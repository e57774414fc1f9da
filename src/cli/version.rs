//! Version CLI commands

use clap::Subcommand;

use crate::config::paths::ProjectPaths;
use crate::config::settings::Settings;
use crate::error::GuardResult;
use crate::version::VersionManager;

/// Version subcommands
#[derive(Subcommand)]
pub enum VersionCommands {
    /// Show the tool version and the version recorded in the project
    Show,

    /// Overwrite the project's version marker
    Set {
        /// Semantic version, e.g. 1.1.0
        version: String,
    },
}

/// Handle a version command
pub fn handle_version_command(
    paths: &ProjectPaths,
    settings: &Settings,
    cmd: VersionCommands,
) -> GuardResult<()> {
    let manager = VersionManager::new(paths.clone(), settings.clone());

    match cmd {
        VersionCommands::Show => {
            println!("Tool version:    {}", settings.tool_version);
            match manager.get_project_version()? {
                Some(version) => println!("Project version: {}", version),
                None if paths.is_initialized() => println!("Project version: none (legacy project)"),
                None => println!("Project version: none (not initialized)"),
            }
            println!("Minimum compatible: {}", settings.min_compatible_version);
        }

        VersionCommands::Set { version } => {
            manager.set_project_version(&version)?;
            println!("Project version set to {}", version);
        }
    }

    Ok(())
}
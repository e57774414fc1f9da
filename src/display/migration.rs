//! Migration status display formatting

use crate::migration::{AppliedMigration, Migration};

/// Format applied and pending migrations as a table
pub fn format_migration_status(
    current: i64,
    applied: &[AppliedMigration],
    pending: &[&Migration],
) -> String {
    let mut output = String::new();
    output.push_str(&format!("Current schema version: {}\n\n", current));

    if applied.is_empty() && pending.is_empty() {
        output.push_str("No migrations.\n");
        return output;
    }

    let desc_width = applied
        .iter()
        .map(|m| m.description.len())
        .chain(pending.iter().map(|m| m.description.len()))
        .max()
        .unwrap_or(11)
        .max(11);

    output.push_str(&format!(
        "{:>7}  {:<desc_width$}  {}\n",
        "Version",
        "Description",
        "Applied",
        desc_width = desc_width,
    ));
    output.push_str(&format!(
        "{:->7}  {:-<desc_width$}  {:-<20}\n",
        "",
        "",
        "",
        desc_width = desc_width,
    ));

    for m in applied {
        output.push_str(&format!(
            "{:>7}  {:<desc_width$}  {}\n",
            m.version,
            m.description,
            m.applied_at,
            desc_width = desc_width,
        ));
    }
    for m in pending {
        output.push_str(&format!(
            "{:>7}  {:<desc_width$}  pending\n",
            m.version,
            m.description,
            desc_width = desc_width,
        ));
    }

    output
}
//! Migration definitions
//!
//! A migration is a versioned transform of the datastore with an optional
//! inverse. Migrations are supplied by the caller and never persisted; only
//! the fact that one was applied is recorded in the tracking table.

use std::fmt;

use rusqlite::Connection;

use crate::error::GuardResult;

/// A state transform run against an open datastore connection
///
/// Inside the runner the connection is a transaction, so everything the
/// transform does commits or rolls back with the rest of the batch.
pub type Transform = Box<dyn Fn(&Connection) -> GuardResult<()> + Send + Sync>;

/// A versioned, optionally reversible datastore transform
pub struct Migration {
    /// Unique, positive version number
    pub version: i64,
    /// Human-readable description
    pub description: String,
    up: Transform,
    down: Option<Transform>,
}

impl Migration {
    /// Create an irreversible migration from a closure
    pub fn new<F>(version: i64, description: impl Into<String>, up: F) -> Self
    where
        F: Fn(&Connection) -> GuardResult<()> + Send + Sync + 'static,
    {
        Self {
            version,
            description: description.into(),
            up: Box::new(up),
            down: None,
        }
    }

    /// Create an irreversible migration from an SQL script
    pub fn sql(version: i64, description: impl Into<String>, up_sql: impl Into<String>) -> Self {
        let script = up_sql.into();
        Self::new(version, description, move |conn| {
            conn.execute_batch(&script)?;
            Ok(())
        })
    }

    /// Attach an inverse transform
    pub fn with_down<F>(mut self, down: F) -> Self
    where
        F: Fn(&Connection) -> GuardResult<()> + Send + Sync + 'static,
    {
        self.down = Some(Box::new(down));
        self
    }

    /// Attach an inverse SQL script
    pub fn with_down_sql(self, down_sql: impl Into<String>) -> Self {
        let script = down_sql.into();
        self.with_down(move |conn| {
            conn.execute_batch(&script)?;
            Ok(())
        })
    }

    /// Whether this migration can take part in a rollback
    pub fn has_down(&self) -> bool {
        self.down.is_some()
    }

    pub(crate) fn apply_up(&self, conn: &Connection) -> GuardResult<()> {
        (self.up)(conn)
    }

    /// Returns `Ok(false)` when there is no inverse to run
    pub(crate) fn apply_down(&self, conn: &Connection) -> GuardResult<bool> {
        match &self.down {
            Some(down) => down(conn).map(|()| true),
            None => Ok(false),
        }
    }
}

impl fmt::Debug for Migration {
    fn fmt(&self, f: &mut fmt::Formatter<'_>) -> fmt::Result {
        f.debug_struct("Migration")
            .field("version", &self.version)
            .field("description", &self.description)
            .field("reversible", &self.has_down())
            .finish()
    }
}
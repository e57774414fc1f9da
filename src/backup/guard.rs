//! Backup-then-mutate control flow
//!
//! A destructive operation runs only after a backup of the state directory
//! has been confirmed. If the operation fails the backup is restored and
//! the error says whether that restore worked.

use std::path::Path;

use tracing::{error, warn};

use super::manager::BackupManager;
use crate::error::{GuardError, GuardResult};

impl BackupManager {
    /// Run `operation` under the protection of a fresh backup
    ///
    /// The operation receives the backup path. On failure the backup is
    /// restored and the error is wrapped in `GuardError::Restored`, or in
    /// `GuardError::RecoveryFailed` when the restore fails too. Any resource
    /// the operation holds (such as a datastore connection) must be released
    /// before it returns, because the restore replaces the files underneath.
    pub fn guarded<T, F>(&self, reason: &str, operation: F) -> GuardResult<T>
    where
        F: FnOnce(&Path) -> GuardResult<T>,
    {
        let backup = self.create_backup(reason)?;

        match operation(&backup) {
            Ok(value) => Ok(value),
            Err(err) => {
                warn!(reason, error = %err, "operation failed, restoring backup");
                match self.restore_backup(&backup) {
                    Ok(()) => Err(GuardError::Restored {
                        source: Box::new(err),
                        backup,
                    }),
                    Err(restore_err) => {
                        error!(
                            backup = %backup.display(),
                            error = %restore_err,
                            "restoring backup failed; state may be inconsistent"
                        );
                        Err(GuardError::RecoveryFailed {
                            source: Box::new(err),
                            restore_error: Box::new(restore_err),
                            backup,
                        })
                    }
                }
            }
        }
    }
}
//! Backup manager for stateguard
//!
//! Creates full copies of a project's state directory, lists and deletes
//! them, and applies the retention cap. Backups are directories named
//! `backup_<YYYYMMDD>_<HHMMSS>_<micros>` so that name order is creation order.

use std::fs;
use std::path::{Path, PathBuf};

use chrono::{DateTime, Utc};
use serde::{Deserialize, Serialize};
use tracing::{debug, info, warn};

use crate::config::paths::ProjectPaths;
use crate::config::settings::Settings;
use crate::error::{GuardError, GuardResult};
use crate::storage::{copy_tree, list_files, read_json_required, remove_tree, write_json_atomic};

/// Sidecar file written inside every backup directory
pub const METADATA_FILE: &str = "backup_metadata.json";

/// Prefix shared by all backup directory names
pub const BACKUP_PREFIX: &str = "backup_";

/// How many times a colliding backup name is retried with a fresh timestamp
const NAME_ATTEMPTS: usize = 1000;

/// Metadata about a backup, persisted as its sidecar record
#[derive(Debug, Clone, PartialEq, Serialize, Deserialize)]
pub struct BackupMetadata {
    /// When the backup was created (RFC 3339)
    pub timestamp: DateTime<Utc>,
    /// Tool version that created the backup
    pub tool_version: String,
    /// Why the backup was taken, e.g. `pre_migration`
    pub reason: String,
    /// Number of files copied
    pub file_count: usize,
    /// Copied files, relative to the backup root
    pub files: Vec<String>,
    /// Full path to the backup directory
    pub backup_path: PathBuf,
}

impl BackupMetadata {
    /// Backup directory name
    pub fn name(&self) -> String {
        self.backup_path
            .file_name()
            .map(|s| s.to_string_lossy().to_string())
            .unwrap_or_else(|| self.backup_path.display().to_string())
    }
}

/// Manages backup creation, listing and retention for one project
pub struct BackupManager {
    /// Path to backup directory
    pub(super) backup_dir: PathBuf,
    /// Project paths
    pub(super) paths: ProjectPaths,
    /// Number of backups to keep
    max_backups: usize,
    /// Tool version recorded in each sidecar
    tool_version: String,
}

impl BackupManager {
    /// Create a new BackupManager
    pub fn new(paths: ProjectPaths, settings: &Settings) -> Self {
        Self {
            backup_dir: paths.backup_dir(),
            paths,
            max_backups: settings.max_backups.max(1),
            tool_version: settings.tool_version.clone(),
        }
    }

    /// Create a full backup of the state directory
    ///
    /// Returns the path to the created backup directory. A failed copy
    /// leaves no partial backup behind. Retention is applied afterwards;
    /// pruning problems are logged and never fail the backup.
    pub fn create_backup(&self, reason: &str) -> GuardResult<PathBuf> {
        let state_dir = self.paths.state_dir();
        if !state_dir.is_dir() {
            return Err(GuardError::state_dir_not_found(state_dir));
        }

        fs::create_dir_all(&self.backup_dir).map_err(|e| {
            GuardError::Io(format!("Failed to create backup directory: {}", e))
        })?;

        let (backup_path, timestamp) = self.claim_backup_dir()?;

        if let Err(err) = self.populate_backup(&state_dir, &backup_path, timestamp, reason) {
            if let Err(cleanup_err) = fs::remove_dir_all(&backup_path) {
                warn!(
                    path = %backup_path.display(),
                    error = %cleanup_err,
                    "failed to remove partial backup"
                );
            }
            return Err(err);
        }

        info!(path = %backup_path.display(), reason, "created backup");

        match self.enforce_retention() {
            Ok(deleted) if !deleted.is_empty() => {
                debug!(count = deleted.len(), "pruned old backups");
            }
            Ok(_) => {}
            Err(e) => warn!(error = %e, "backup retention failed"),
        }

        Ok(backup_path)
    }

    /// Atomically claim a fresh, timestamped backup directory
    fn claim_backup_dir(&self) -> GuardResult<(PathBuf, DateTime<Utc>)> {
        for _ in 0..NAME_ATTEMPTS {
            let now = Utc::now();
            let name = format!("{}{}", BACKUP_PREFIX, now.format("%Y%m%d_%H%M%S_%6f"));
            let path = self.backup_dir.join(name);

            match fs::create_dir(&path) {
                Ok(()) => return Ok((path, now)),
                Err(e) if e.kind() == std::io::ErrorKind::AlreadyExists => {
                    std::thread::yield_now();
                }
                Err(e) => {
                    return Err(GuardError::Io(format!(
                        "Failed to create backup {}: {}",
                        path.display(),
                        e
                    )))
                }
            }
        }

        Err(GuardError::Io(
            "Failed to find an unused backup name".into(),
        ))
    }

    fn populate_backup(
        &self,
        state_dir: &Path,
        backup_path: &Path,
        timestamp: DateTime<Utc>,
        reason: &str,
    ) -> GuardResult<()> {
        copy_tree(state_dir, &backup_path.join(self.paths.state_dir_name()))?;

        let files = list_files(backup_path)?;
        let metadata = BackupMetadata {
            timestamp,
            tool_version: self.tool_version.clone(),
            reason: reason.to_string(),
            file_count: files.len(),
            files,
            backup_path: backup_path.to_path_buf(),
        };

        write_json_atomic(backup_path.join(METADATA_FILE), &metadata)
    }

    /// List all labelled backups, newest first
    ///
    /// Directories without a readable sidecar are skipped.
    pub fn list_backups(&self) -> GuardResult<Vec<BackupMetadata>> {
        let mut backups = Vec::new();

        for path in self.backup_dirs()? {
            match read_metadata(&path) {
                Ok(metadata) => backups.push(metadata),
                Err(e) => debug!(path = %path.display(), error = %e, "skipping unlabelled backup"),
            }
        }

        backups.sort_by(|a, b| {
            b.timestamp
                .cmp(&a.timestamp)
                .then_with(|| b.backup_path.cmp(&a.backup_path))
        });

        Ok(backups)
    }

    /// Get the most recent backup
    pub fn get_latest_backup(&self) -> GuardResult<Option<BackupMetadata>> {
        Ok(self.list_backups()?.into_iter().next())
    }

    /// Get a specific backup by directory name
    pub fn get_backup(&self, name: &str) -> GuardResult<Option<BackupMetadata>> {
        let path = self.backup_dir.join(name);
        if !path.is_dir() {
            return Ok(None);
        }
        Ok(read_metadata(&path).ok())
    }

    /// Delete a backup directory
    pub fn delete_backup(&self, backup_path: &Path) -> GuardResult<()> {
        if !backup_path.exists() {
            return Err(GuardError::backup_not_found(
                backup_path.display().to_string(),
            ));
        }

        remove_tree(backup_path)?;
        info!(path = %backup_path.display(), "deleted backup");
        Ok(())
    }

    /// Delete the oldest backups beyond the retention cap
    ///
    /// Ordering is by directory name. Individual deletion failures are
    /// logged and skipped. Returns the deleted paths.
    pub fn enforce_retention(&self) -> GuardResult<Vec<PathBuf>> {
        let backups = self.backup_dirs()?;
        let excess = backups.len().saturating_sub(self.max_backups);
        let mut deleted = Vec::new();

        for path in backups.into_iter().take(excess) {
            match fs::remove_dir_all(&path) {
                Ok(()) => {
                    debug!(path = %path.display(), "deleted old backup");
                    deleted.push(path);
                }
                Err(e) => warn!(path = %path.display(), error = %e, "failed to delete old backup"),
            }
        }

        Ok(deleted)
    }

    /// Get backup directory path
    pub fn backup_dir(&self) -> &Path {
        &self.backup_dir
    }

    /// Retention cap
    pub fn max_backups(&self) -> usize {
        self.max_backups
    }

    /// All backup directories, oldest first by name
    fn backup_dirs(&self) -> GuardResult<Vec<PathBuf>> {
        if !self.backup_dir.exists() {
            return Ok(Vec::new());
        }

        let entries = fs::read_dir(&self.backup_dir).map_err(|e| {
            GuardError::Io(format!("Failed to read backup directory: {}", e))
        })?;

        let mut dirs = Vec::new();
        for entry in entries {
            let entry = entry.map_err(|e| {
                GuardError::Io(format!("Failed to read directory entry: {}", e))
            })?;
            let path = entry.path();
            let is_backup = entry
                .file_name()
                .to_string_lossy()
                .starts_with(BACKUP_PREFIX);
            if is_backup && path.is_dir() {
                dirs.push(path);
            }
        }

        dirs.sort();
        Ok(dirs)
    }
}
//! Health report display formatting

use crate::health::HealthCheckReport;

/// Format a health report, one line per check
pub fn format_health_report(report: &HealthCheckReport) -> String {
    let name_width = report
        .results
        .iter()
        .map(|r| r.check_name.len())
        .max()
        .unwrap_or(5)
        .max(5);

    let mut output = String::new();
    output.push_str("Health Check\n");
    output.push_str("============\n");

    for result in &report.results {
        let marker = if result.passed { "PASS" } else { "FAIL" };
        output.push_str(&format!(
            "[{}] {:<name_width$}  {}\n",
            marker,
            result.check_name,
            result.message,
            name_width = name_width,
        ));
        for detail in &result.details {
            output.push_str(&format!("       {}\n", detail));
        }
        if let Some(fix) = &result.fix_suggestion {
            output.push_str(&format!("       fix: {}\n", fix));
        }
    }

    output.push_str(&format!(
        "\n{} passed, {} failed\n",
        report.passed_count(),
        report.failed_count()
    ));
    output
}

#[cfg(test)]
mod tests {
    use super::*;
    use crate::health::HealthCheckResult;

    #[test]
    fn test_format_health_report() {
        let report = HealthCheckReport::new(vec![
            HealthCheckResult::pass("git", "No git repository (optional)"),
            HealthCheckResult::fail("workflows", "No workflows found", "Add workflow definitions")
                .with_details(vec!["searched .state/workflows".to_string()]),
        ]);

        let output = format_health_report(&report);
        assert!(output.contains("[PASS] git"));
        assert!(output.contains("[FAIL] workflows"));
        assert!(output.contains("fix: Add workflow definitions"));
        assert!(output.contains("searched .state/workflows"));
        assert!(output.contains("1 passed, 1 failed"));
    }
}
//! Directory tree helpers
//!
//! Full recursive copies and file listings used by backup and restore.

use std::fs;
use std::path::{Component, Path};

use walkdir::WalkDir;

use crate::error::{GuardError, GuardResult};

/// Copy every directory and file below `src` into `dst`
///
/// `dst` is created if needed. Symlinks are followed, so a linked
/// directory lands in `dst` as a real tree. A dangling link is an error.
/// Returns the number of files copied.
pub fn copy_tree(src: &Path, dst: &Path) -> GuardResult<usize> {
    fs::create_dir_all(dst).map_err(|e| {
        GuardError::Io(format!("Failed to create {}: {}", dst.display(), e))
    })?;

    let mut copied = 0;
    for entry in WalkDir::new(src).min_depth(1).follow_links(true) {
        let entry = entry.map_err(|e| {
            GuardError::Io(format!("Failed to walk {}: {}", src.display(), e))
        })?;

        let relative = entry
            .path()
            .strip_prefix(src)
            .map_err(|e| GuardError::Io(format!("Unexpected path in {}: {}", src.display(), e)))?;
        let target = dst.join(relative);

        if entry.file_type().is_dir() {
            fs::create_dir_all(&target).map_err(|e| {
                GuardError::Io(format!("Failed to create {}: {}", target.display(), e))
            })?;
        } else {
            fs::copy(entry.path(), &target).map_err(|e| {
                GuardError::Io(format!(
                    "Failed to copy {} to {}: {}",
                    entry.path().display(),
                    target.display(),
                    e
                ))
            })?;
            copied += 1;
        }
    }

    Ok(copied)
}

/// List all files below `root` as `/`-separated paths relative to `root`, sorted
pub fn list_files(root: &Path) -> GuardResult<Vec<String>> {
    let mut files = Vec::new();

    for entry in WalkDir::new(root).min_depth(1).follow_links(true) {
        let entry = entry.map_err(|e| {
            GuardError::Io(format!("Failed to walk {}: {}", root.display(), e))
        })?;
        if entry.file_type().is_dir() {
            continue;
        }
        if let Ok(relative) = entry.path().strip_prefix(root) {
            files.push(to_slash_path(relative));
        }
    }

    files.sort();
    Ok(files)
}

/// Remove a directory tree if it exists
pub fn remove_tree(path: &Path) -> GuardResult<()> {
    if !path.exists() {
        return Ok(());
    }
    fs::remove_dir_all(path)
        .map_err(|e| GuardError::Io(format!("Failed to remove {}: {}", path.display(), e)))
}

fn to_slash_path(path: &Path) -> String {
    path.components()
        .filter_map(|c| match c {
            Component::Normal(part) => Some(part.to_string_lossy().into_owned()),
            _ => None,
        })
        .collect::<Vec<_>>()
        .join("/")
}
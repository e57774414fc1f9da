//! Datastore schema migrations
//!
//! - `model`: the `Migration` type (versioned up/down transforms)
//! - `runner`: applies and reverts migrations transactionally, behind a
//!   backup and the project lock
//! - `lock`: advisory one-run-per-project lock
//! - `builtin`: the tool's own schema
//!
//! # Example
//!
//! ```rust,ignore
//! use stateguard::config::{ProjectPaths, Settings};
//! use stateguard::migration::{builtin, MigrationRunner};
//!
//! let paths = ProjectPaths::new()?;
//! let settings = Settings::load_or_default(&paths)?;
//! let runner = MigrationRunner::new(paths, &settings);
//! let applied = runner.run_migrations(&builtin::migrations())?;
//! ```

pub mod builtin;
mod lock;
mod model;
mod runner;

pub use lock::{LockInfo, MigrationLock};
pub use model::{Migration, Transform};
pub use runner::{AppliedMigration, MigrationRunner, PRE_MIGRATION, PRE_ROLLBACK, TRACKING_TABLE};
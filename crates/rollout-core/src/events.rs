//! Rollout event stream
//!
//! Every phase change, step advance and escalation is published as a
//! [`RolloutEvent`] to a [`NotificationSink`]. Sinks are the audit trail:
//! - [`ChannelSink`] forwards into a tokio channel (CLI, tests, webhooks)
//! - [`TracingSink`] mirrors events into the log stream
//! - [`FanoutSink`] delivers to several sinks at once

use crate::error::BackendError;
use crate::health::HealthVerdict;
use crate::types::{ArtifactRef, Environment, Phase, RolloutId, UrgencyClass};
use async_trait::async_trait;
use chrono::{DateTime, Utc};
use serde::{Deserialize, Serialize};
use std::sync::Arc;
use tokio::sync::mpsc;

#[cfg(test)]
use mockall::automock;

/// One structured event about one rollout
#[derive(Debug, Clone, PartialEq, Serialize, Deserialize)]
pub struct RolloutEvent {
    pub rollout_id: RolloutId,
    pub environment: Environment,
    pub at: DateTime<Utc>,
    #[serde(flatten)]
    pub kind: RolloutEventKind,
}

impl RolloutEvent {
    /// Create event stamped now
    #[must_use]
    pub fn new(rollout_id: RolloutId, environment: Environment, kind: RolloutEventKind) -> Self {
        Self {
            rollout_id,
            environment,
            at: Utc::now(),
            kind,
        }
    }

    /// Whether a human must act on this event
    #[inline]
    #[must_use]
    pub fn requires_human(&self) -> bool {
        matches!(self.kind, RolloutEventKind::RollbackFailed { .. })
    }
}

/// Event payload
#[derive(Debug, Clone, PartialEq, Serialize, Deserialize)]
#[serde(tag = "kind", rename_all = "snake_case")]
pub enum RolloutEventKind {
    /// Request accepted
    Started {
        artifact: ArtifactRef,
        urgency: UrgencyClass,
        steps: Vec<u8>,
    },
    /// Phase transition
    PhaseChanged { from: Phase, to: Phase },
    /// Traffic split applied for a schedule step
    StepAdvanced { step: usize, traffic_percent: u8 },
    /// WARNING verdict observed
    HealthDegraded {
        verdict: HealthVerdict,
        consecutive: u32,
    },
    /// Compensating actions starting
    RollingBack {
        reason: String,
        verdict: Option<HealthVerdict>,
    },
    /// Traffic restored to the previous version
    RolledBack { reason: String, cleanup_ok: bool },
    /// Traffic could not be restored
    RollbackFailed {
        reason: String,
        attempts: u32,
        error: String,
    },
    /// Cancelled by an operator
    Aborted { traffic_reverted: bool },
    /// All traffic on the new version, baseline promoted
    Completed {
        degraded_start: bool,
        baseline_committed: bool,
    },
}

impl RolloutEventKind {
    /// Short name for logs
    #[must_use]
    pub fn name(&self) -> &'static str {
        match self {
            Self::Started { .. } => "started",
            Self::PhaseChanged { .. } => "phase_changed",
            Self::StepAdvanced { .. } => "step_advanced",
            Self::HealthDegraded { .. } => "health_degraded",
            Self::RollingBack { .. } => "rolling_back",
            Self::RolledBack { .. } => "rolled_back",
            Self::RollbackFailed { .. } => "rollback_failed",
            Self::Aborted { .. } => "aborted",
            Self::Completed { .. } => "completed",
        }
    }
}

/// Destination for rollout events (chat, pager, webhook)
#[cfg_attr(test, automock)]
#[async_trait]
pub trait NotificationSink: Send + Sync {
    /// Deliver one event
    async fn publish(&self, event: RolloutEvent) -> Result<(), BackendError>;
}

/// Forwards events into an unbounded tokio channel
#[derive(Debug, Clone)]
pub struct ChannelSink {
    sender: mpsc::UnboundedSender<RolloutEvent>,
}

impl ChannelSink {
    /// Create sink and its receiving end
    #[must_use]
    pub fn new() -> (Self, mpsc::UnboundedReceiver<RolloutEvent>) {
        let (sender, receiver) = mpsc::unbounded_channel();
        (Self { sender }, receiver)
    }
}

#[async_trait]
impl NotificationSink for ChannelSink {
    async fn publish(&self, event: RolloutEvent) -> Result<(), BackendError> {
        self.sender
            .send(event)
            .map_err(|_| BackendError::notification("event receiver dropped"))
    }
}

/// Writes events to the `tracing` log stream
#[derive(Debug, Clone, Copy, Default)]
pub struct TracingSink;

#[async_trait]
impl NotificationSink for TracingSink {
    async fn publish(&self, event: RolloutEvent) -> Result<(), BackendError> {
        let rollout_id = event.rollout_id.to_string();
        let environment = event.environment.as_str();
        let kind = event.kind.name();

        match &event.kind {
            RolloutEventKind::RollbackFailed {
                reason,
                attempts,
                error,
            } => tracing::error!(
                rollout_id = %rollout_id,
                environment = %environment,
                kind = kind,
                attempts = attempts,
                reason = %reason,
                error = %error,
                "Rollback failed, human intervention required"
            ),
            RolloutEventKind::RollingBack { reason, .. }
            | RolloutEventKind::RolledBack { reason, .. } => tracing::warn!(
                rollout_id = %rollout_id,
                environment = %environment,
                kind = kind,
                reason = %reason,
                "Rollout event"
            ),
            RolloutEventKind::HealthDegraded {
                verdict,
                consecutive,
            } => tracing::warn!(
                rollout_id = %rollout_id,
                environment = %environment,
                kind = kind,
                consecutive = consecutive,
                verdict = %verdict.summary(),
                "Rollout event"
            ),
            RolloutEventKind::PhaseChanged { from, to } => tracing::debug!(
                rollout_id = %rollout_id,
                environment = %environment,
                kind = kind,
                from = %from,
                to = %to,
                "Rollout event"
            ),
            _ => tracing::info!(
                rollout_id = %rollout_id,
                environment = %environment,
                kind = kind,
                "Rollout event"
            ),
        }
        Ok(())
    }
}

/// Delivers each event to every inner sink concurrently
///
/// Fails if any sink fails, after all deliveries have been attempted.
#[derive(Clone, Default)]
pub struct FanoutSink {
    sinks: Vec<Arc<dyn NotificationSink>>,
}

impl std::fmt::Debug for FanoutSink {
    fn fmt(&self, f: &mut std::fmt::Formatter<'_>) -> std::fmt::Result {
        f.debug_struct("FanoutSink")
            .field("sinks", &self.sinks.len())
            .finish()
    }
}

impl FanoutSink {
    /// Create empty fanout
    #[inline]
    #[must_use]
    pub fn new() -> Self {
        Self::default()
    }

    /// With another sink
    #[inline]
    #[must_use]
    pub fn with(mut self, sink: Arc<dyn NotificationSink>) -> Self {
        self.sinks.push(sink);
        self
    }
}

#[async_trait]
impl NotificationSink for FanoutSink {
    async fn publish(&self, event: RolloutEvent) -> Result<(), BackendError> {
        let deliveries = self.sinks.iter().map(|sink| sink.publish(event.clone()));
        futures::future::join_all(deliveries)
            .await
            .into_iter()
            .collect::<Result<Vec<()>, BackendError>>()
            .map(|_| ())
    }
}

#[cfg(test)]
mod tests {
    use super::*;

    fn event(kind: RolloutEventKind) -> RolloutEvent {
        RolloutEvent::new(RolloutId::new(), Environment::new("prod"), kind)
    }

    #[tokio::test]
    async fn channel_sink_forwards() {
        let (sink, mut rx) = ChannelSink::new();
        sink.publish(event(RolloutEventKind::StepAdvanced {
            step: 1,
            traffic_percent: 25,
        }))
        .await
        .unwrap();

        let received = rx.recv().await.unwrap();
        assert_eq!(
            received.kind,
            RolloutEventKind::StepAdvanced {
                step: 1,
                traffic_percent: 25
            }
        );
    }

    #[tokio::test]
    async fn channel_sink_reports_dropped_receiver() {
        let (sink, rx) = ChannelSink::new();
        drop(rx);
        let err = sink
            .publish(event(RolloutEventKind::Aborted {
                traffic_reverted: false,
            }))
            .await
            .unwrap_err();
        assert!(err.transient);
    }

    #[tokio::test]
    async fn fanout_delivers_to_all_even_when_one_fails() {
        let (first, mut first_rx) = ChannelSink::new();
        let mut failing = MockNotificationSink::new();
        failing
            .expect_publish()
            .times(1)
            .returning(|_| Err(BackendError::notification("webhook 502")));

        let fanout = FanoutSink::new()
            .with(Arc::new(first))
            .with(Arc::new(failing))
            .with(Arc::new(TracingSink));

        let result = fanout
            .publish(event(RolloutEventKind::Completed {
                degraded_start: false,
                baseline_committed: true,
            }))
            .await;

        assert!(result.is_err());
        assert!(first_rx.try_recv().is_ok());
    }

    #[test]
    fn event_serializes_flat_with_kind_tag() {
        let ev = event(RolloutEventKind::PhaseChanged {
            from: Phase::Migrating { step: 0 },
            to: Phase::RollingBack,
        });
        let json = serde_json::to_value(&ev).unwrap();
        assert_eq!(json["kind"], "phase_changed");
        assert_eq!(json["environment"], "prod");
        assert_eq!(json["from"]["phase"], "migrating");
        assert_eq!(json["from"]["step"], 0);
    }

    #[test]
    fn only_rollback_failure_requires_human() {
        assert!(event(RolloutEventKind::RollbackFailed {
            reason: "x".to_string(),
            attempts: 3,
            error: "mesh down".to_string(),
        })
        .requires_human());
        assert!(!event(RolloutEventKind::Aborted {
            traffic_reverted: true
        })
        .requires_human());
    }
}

### TASK REQUIREMENTS
Each line in the data that holds the word "prod" must be copied.

### ANSWER
        RolloutEvent::new(RolloutId::new(), Environment::new("prod"), kind)
        assert_eq!(json["environment"], "prod");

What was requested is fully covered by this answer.